Calculus revisited

. Although there is no doubt that gingivitis can develop in the absence of supragingival calculus, it is not clear to what extent the presence of mineralized deposit enhances gingival inflammation. Partial inhibition of plaque mineralization can be accomplished by chemical agents, but there has been no demonstration in humans of a reduction in gingivitis. It remains to be established what level of inhibition (if any) is required to have more than a cosmetic effect. Since the accepted scenario is that apical growth of supragingival plaque precedes the formation of subgingival calculus, there is no longer an issue of whether subgingival calculus is the cause or the result of periodontal disease. Subgingival mineralization results from the interaction of subgingival plaque with the influx of mineral salts that is part of the serum transudate and inflammatory exudate. This chronology, however, should not be the basis for relegating calculus to the ash heap.

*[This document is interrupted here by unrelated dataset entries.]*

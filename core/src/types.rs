use ndarray::Array2;

/// Single coordinate axis used for row/column counts and positions.
pub type Coord = u8;

/// Count type used for mine counts and total-cell counts.
pub type CellCount = u16;

/// Two-dimensional coordinates `(row, col)`.
pub type Coord2 = (Coord, Coord);

pub trait ToNdIndex {
    type Output;
    fn to_nd_index(self) -> Self::Output;
}

impl ToNdIndex for Coord2 {
    type Output = [usize; 2];

    fn to_nd_index(self) -> Self::Output {
        [self.0.into(), self.1.into()]
    }
}

pub const fn mult(a: Coord, b: Coord) -> CellCount {
    let a = a as CellCount;
    let b = b as CellCount;
    a.saturating_mul(b)
}

/// Converts raw signed input into coordinates inside `size`.
pub fn checked_coords((row, col): (i64, i64), size: Coord2) -> Option<Coord2> {
    let row = Coord::try_from(row).ok()?;
    let col = Coord::try_from(col).ok()?;
    (row < size.0 && col < size.1).then_some((row, col))
}

pub trait NeighborIterExt {
    fn iter_neighbors(&self, index: Coord2) -> NeighborIter;
}

impl<T> NeighborIterExt for Array2<T> {
    fn iter_neighbors(&self, index: Coord2) -> NeighborIter {
        let (rows, cols) = self.dim();
        // boards never exceed `Coord` on either axis, see `GameConfig::new`
        let size = (
            Coord::try_from(rows).unwrap_or(Coord::MAX),
            Coord::try_from(cols).unwrap_or(Coord::MAX),
        );
        NeighborIter::new(index, size)
    }
}

const DISPLACEMENTS: [(isize, isize); 8] = [
    (-1, -1),
    (-1, 0),
    (-1, 1),
    (0, -1),
    (0, 1),
    (1, -1),
    (1, 0),
    (1, 1),
];

/// Applies `delta` to `coords`, returning a value only when it remains in bounds.
fn apply_delta(coords: Coord2, delta: (isize, isize), bounds: Coord2) -> Option<Coord2> {
    let (row, col) = coords;
    let (dr, dc) = delta;
    let (max_row, max_col) = bounds;

    let next_row = row.checked_add_signed(dr.try_into().ok()?)?;
    if next_row >= max_row {
        return None;
    }

    let next_col = col.checked_add_signed(dc.try_into().ok()?)?;
    if next_col >= max_col {
        return None;
    }

    Some((next_row, next_col))
}

/// Moore neighborhood of a cell, clipped at the board edges.
#[derive(Debug)]
pub struct NeighborIter {
    center: Coord2,
    bounds: Coord2,
    index: u8,
}

impl NeighborIter {
    pub fn new(center: Coord2, bounds: Coord2) -> Self {
        Self {
            center,
            bounds,
            index: 0,
        }
    }
}

impl Iterator for NeighborIter {
    type Item = Coord2;

    fn next(&mut self) -> Option<Self::Item> {
        loop {
            if usize::from(self.index) >= DISPLACEMENTS.len() {
                return None;
            }

            let next_item =
                apply_delta(self.center, DISPLACEMENTS[self.index as usize], self.bounds);
            self.index += 1;

            if next_item.is_some() {
                return next_item;
            }
        }
    }
}

#[cfg(test)]
mod tests {
    use super::*;

    #[test]
    fn corner_has_three_neighbors() {
        let neighbors: Vec<_> = NeighborIter::new((0, 0), (3, 3)).collect();

        assert_eq!(neighbors, vec![(0, 1), (1, 0), (1, 1)]);
    }

    #[test]
    fn center_has_eight_neighbors_without_itself() {
        let neighbors: Vec<_> = NeighborIter::new((1, 1), (3, 3)).collect();

        assert_eq!(neighbors.len(), 8);
        assert!(!neighbors.contains(&(1, 1)));
    }

    #[test]
    fn single_cell_board_has_no_neighbors() {
        assert_eq!(NeighborIter::new((0, 0), (1, 1)).count(), 0);
    }

    #[test]
    fn checked_coords_rejects_negative_and_out_of_range() {
        assert_eq!(checked_coords((1, 2), (3, 3)), Some((1, 2)));
        assert_eq!(checked_coords((-1, 0), (3, 3)), None);
        assert_eq!(checked_coords((0, 3), (3, 3)), None);
        assert_eq!(checked_coords((300, 0), (3, 3)), None);
    }
}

Morphologic and analytical studies point to the porosity of calculus and retention of bacterial antigens and the presence of readily available toxic stimulators of bone resorption. When coupled with the increased build up of plaque on the surface of the calculus, the combination has the potential for extending (beyond that of plaque alone) the radius of destruction and the rate of displacement of the adjacent junctional epithelium. The centrality of thorough scaling and root planing in the successful maintenance of periodontal health supports the view that subgingival calculus contributes significantly to the chronicity and progression of the disease, even if it can no longer be considered as responsible for initiation.